┌─ RECORDS SHOWN
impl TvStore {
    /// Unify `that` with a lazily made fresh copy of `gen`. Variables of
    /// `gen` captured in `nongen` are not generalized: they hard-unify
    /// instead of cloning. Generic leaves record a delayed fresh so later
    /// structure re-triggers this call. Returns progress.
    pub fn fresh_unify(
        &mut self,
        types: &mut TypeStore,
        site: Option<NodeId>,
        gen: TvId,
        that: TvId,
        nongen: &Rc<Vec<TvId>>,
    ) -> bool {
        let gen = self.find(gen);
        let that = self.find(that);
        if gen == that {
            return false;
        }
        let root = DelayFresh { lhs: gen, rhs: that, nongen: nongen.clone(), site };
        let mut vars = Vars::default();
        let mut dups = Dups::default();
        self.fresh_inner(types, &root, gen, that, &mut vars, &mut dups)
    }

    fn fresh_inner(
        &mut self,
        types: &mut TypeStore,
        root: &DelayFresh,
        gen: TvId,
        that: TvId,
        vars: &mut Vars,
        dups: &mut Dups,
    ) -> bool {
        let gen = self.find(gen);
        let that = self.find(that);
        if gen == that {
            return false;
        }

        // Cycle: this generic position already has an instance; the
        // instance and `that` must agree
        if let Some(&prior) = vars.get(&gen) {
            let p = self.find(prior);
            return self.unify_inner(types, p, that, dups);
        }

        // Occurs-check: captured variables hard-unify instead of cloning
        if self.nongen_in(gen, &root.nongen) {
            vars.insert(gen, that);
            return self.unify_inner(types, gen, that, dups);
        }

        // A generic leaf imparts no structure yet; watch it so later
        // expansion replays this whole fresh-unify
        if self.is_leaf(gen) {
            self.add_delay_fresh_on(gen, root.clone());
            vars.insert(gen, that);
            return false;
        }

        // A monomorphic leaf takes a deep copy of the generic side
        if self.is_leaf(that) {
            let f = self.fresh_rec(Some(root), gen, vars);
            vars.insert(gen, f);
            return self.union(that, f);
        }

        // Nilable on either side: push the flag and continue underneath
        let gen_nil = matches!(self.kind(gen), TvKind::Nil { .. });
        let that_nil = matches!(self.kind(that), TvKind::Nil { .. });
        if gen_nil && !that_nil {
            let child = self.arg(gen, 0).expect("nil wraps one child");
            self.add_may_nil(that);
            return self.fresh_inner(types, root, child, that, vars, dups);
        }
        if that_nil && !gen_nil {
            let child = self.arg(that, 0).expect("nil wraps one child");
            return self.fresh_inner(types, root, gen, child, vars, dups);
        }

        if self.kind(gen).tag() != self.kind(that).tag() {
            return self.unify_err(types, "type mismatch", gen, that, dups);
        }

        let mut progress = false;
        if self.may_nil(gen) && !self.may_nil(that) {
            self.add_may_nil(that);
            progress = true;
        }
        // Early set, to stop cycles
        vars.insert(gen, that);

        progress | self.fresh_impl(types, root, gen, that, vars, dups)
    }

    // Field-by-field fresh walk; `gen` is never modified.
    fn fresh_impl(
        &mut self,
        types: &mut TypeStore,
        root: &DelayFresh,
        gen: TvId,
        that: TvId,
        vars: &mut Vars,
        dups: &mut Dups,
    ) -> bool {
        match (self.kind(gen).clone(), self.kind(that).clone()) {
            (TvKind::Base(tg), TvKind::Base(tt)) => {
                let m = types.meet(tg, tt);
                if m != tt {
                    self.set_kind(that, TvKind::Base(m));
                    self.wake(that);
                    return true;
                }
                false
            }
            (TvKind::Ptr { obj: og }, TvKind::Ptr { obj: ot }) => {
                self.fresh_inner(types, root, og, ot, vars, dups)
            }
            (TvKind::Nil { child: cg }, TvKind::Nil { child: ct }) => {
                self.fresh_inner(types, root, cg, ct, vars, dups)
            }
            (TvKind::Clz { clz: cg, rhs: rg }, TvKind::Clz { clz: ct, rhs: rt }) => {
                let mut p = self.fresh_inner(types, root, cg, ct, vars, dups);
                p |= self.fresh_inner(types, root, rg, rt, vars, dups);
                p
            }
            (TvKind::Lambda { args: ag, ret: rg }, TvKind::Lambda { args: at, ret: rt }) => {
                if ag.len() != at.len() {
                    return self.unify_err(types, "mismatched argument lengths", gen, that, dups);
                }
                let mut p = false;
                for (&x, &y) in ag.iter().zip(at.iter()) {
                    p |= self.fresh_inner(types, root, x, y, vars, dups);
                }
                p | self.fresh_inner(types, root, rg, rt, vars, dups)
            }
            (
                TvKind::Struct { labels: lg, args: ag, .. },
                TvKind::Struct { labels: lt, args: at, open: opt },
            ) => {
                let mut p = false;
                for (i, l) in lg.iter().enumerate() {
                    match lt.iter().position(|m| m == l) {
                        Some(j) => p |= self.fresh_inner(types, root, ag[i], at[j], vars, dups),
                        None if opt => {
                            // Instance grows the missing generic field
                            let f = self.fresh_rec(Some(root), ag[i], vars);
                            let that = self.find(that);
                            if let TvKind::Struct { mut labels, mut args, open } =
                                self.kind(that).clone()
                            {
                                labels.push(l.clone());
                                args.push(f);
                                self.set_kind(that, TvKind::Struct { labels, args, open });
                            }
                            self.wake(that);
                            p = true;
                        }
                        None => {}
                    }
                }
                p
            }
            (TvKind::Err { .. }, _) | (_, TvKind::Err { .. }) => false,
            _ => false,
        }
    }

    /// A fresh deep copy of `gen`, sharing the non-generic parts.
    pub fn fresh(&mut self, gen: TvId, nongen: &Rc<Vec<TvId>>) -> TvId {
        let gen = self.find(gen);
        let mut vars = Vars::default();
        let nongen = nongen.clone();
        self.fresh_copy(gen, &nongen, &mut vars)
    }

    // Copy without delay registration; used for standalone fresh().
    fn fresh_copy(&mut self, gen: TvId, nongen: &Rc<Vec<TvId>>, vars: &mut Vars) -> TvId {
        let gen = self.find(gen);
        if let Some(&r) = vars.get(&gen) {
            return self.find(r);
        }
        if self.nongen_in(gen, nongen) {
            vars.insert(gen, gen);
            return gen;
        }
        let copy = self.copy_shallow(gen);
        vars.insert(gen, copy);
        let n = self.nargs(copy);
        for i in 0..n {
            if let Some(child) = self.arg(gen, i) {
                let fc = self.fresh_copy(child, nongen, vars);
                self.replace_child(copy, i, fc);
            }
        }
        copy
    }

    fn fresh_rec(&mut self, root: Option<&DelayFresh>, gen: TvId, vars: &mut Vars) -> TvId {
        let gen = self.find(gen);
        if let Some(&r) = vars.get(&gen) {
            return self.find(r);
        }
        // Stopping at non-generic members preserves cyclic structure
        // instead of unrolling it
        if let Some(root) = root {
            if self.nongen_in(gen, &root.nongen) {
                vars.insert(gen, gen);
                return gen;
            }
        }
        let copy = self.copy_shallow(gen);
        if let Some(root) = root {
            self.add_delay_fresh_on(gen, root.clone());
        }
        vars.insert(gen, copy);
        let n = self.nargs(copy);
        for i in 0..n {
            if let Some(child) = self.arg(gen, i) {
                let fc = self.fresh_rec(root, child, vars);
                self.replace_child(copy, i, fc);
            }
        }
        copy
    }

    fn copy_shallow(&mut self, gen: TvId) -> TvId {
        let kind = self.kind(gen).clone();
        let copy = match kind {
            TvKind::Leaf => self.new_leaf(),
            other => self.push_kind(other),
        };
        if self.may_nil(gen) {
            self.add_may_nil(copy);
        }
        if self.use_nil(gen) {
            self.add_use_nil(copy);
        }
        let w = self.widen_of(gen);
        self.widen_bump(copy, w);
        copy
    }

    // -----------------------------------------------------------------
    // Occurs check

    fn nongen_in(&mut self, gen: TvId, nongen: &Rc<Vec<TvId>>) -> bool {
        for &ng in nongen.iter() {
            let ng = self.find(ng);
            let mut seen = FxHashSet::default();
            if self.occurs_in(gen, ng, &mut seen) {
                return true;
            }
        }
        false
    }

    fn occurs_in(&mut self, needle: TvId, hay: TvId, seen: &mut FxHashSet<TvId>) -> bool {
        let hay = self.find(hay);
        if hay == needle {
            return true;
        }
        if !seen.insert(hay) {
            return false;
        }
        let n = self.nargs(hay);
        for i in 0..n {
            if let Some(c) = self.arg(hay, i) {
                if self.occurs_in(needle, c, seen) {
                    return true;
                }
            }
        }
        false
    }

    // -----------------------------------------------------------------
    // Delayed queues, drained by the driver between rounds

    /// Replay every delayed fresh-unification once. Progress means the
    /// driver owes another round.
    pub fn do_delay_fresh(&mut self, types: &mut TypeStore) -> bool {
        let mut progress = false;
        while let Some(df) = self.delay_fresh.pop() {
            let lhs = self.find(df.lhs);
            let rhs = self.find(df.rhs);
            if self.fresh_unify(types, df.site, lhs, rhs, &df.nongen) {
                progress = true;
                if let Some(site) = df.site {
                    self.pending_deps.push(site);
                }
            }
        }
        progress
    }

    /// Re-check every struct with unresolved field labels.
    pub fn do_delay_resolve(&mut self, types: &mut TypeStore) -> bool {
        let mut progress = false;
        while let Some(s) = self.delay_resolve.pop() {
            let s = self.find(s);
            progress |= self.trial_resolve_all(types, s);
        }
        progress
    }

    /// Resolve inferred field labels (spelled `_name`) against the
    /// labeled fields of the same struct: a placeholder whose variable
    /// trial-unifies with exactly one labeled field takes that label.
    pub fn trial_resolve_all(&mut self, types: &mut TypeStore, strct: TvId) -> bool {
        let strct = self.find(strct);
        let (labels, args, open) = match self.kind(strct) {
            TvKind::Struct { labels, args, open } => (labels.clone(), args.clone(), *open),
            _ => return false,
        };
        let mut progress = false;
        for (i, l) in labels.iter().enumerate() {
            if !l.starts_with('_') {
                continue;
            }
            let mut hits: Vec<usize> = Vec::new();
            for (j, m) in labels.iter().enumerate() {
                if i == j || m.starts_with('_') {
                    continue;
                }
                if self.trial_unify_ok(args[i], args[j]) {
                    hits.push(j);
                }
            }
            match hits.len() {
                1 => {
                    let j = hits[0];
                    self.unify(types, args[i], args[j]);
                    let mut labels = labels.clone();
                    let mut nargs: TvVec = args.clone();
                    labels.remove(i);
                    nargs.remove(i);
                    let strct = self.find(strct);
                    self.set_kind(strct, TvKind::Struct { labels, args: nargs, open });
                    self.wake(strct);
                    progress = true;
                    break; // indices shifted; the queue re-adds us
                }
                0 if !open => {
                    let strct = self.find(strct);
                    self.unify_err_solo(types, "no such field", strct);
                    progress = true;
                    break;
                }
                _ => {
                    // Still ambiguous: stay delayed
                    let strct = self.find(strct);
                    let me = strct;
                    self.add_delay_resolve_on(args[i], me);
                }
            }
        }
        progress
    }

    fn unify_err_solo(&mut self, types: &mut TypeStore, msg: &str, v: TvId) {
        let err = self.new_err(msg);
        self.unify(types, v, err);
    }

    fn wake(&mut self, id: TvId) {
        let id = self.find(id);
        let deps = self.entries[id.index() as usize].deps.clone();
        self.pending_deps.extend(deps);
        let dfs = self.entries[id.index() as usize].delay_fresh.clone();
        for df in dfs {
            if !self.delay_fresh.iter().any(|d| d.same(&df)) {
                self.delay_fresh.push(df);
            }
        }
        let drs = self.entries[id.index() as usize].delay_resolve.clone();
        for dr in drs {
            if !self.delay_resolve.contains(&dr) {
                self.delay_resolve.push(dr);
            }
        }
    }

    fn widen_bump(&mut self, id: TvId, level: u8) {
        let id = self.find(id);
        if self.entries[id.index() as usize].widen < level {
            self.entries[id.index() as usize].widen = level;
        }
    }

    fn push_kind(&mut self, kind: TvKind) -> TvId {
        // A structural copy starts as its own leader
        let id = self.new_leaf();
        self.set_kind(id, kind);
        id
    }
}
└─
DIRECTIONS: Begin at the first line of the material above. Transcribe each line exactly, ending with the line that contains "fresh so later".

ANSWER TO THE EXERCISE:
impl TvStore {
    /// Unify `that` with a lazily made fresh copy of `gen`. Variables of
    /// `gen` captured in `nongen` are not generalized: they hard-unify
    /// instead of cloning. Generic leaves record a delayed fresh so later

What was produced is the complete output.